Documentazioni certificate si hanno però solamente a partire dal XVI secolo, quando la scuola Takenouchi Ryu (竹内流) produsse una codificazione scritta (che è pervenuta fino ai nostri giorni) dei propri metodi di combattimento. Hisamori Takeuchi, tattico militare e signore della provincia di Mimasaka, combinò vari stili e discipline già utilizzati sul campo da battaglia in situazioni di combattimento ravvicinato, quando le armi risultavano inefficaci. Le tecniche approfondivano il campo delle leve articolari, delle immobilizzazioni, dei lanci e egli strangolamenti, giudicati più efficaci per fronteggiare avversari in armatura. Le scuole tradizionali, come la takenouchi-ryū, svilupparono metodologie di schivata, parate e contrattacco contro le armi lunghe, come spade e lance, che prevedevano l’utilizzo di lame corte o altre piccole armi.

 

In un paese come il Giappone, la cui storia fu caratterizzata da un susseguirsi di guerre feudali, il ruolo del guerriero (bushi 武士) rivestì una particolare importanza nella cultura popolare: la difesa del territorio, la disputa delle contese, la protezione offerta dal più forte al più debole sono solo alcuni dei fattori che  hanno permesso lo sviluppo tecnico delle arti marziali, dettato dalla necessità di sopravvivenza.

 

Le uniche precedenti esperienze di pratica del combattimento corpo a corpo erano costituite dalla disciplina che prendeva il nome di 相撲 (“Sumo”, ma si tratta di una pratica profondamente diversa dalla disciplina che sarebbe diventata poi diventata lo sport nazionale giapponese), che nel corso dei secoli si sarebbe trasformata in una sorta di danza rituale (trasmettendo poi tali caratteri alle cerimonie di apertura degli incontri dell’omonima disciplina sportiva).

 

La necessità di una tecnica combattiva di carattere marziale, adatta all’uso sul campo di battaglia portò, durante il periodo feudale (1185 - 1625 circa) alla codifica del Bujutsu, (武術 arti marziali) un insieme di sistemi di combattimento, armato e a mani nude, fondati su basi analitiche e contenenti un’importante componente tattica, praticati all’interno della classe militare (Buke 武家).

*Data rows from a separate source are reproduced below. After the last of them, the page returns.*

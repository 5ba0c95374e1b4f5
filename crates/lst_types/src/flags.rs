//! Access and property flag sets.

use bitflags::bitflags;

bitflags! {
    /// Modifier/access flags on types and members, bit-compatible with JVM
    /// class-file access flags so type-table rows map directly.
    #[derive(Copy, Clone, Eq, PartialEq, Hash, Debug, Default)]
    pub struct TypeFlags: u32 {
        const PUBLIC       = 0x0001;
        const PRIVATE      = 0x0002;
        const PROTECTED    = 0x0004;
        const STATIC       = 0x0008;
        const FINAL        = 0x0010;
        const SYNCHRONIZED = 0x0020;
        const VOLATILE     = 0x0040;
        const TRANSIENT    = 0x0080;
        const NATIVE       = 0x0100;
        const INTERFACE    = 0x0200;
        const ABSTRACT     = 0x0400;
        const STRICTFP     = 0x0800;
        const SYNTHETIC    = 0x1000;
        const ANNOTATION   = 0x2000;
        const ENUM         = 0x4000;
    }
}

impl TypeFlags {
    /// Map a raw class-file access value, dropping unknown bits.
    pub fn from_access(access: u32) -> TypeFlags {
        TypeFlags::from_bits_truncate(access)
    }

    /// Package-private: none of the three visibility bits set. This is the
    /// default visibility synthesized descriptors get.
    pub fn is_package_private(self) -> bool {
        !self.intersects(TypeFlags::PUBLIC | TypeFlags::PRIVATE | TypeFlags::PROTECTED)
    }
}

#[cfg(test)]
mod tests {
    use super::*;

    #[test]
    fn access_mapping_drops_unknown_bits() {
        let flags = TypeFlags::from_access(0x0001 | 0x8000);
        assert_eq!(flags, TypeFlags::PUBLIC);
    }

    #[test]
    fn default_visibility_is_package_private() {
        assert!(TypeFlags::empty().is_package_private());
        assert!(!TypeFlags::PUBLIC.is_package_private());
    }
}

Il Bujutsu presenta tratti caratteristici che lo differenziano rispetto ad altre tradizioni di esercizio militare: in primo luogo, la natura stessa della disciplina, che costituisce un sistema integrato contenente diverse discipline indipendenti: (numerose discipline legate alle singole armi marziali, nozioni di tecnologia militare, precetti etici…). Il Bujutsu era inoltre caratterizzato da una forte organizzazione: controllato dall’autorità imperiale, era divulgato attraverso scuole familiari o claniche, che di lì a poco avrebbero dato origine ai numerosi 流 (Ryu: scuole), che avrebbero vissuto il momento di massimo splendore durante il periodo Edo.

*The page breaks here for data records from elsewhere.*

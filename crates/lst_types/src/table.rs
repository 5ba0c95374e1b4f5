//! On-disk type-table consumption.
//!
//! Dependencies that exist only as compiled archives are described by a
//! gzip-compressed tab-separated table with one row per class or member:
//!
//! ```text
//! groupId  artifactId  version  classAccess  className  classSignature
//! classSuperclassSignature  classSuperinterfaceSignatures[|]  access
//! memberName  descriptor  signature  parameterNames[|]  exceptions[|]
//! ```
//!
//! A row with an empty member name declares the class itself. Member types
//! come from JVM descriptors; the generic `signature` column is carried
//! through when present but the erased descriptor drives resolution.
//! Malformed rows are skipped with a warning, never fatal.

#[cfg(test)]
mod tests;

use flate2::read::GzDecoder;
use rustc_hash::FxHashMap;
use std::io::{BufRead, BufReader, Read};
use std::sync::Arc;
use thiserror::Error;
use tracing::warn;

use crate::descriptor_parse::DescriptorParser;
use crate::flags::TypeFlags;
use crate::host::{HostMethodHandle, HostType};
use crate::intern::TypeCache;
use crate::oracle::{SemanticOracle, TypeOracle};
use crate::ty::{ClassData, ClassTy, ClassTyKind, Method, Ty, Variable};

#[derive(Error, Debug)]
pub enum TableError {
    #[error("failed to read type table: {0}")]
    Io(#[from] std::io::Error),
}

const COLUMN_COUNT: usize = 14;

/// One member row of the table.
#[derive(Debug, Clone)]
pub struct TableMember {
    pub access: TypeFlags,
    pub name: String,
    pub descriptor: String,
    /// Generic signature column; equals the descriptor when the producer
    /// had no generic information.
    pub signature: String,
    pub parameter_names: Vec<String>,
    pub exceptions: Vec<String>,
}

impl TableMember {
    pub fn is_method(&self) -> bool {
        self.descriptor.starts_with('(')
    }
}

/// All rows for one class.
#[derive(Debug, Clone, Default)]
pub struct TableClass {
    pub access: TypeFlags,
    pub superclass: Option<String>,
    pub interfaces: Vec<String>,
    pub members: Vec<TableMember>,
}

impl TableClass {
    fn kind(&self) -> ClassTyKind {
        if self.access.contains(TypeFlags::ANNOTATION) {
            ClassTyKind::Annotation
        } else if self.access.contains(TypeFlags::INTERFACE) {
            ClassTyKind::Interface
        } else if self.access.contains(TypeFlags::ENUM) {
            ClassTyKind::Enum
        } else {
            ClassTyKind::Class
        }
    }
}

/// Parsed type table, indexed by fully-qualified class name.
#[derive(Debug, Default)]
pub struct TypeTable {
    classes: FxHashMap<String, TableClass>,
}

impl TypeTable {
    /// Read a gzip-compressed table.
    pub fn read(reader: impl Read) -> Result<TypeTable, TableError> {
        Self::read_tsv(BufReader::new(GzDecoder::new(reader)))
    }

    /// Read the uncompressed tab-separated form.
    pub fn read_tsv(reader: impl BufRead) -> Result<TypeTable, TableError> {
        let mut table = TypeTable::default();
        for (line_number, line) in reader.lines().enumerate() {
            let line = line?;
            if line.is_empty() {
                continue;
            }
            if !table.push_row(&line) {
                warn!(line = line_number + 1, "skipping malformed type-table row");
            }
        }
        Ok(table)
    }

    fn push_row(&mut self, line: &str) -> bool {
        let columns: Vec<&str> = line.split('\t').collect();
        if columns.len() != COLUMN_COUNT {
            return false;
        }
        let Ok(class_access) = columns[3].parse::<u32>() else {
            return false;
        };
        let class_name = normalize_name(columns[4]);
        if class_name.is_empty() {
            return false;
        }
        let entry = self.classes.entry(class_name).or_default();
        entry.access = TypeFlags::from_access(class_access);
        if !columns[6].is_empty() {
            entry.superclass = Some(normalize_name(columns[6]));
        }
        if !columns[7].is_empty() {
            entry.interfaces = columns[7].split('|').map(normalize_name).collect();
        }
        if columns[9].is_empty() {
            return true; // class-only row
        }
        let Ok(member_access) = columns[8].parse::<u32>() else {
            return false;
        };
        entry.members.push(TableMember {
            access: TypeFlags::from_access(member_access),
            name: columns[9].to_string(),
            descriptor: columns[10].to_string(),
            signature: if columns[11].is_empty() {
                columns[10].to_string()
            } else {
                columns[11].to_string()
            },
            parameter_names: split_pipe(columns[12]),
            exceptions: split_pipe(columns[13]).into_iter().map(|e| normalize_name(&e)).collect(),
        });
        true
    }

    pub fn class(&self, fully_qualified_name: &str) -> Option<&TableClass> {
        self.classes.get(fully_qualified_name)
    }

    pub fn len(&self) -> usize {
        self.classes.len()
    }

    pub fn is_empty(&self) -> bool {
        self.classes.is_empty()
    }
}

fn normalize_name(name: &str) -> String {
    name.replace('/', ".")
}

fn split_pipe(column: &str) -> Vec<String> {
    if column.is_empty() {
        Vec::new()
    } else {
        column.split('|').map(String::from).collect()
    }
}

/// Oracle resolving through a type table first, falling back to the live
/// semantic model for anything the table does not know.
pub struct TableOracle {
    table: TypeTable,
    cache: Arc<TypeCache>,
    inner: SemanticOracle,
}

impl TableOracle {
    pub fn new(table: TypeTable, cache: Arc<TypeCache>) -> TableOracle {
        TableOracle {
            table,
            inner: SemanticOracle::new(cache.clone()),
            cache,
        }
    }

    /// Resolve a class by name from the table, interning the descriptor.
    /// Names absent from the table produce shallow name-only descriptors.
    pub fn resolve_name(&self, fully_qualified_name: &str) -> Ty {
        let Some(table_class) = self.table.class(fully_qualified_name) else {
            let (ty, _) = self.cache.intern(fully_qualified_name, || {
                Ty::Class(Arc::new(ClassTy::shallow(
                    fully_qualified_name,
                    ClassTyKind::Class,
                    TypeFlags::empty(),
                )))
            });
            return ty;
        };
        let (ty, created) = self.cache.intern(fully_qualified_name, || {
            Ty::Class(Arc::new(ClassTy::shallow(
                fully_qualified_name,
                table_class.kind(),
                table_class.access,
            )))
        });
        if created {
            if let Ty::Class(class) = &ty {
                self.fill_from_table(class, table_class);
            }
        }
        ty
    }

    fn fill_from_table(&self, class: &Arc<ClassTy>, table_class: &TableClass) {
        let parser = DescriptorParser::new(&self.cache);
        let owner = Ty::Class(class.clone());
        let mut members = Vec::new();
        let mut methods = Vec::new();
        for member in &table_class.members {
            if member.is_method() {
                match parser.parse_method(&member.descriptor) {
                    Ok((parameter_types, return_ty)) => {
                        let signature = format!(
                            "{}{{name={},return={},parameters=[{}]}}",
                            class.fully_qualified_name,
                            member.name,
                            return_ty.signature(),
                            parameter_types
                                .iter()
                                .map(Ty::signature)
                                .collect::<Vec<_>>()
                                .join(",")
                        );
                        let thrown = member
                            .exceptions
                            .iter()
                            .map(|e| self.resolve_name(e))
                            .collect();
                        methods.push(self.cache.intern_method(&signature, || {
                            Arc::new(Method {
                                flags: member.access,
                                declaring: owner.clone(),
                                name: member.name.clone(),
                                return_ty,
                                parameter_names: member.parameter_names.clone(),
                                parameter_types,
                                thrown,
                                signature: signature.clone(),
                                // Table rows carry erased descriptors only.
                                generic_signature: signature.clone(),
                            })
                        }));
                    }
                    Err(error) => {
                        warn!(
                            class = %class.fully_qualified_name,
                            member = %member.name,
                            %error,
                            "skipping member with malformed descriptor"
                        );
                    }
                }
            } else {
                match parser.parse_field(&member.descriptor) {
                    Ok(field_ty) => {
                        let key =
                            format!("{}#{}", class.fully_qualified_name, member.name);
                        members.push(self.cache.intern_variable(&key, || {
                            Arc::new(Variable {
                                flags: member.access,
                                name: member.name.clone(),
                                owner: owner.clone(),
                                ty: field_ty.clone(),
                            })
                        }));
                    }
                    Err(error) => {
                        warn!(
                            class = %class.fully_qualified_name,
                            member = %member.name,
                            %error,
                            "skipping member with malformed descriptor"
                        );
                    }
                }
            }
        }
        class.fill(ClassData {
            supertype: table_class
                .superclass
                .as_deref()
                .map(|s| self.resolve_name(s)),
            owner: None,
            annotations: Vec::new(),
            interfaces: table_class
                .interfaces
                .iter()
                .map(|i| self.resolve_name(i))
                .collect(),
            type_parameters: Vec::new(),
            members,
            methods,
        });
    }
}

impl TypeOracle for TableOracle {
    fn resolve(&self, handle: &HostType) -> Option<Ty> {
        match handle {
            HostType::Class(host_class) if self.table.class(&host_class.name).is_some() => {
                Some(self.resolve_name(&host_class.name))
            }
            HostType::Unresolved { name: Some(name) } if self.table.class(name).is_some() => {
                Some(self.resolve_name(name))
            }
            other => self.inner.resolve(other),
        }
    }

    fn resolve_method(&self, handle: &HostMethodHandle) -> Option<Arc<Method>> {
        self.inner.resolve_method(handle)
    }

    fn resolve_variable(&self, owner: &HostType, name: &str) -> Option<Arc<Variable>> {
        self.inner.resolve_variable(owner, name)
    }
}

Nel corso dei secoli si pervenne ad una sistematizzazione delle discipline del Bujutsu, che prese il nome di Bugei Juhappan (武芸十八 18 arti marziali: 芸 è un “sinonimo” di 術, sebbene quest’ultimo appartenga ad un registro linguistico più raffinato. Non tragga invece in inganno il termine “Juhappan”, che non ha alcun legame col nome della nazione, che in Giapponese è “Nihon”, ma è la semplice traslitterazione dei kanji 十八, ossia il numero 18). Il Bugei Juhappan costituiva un vero e proprio curriculum degli studi militari  che (sebbene attraverso le fonti attuali non siamo in grado di elencare con assoluta certezza) comprendeva un’arte del combattimento a mani nude, diverse arti sull’utilizzo delle armi, nonchè discipline non direttamente legate all’ambito marziale, quali il nuoto, l’ipnotismo, lo spionaggio, l’arte dei nodi.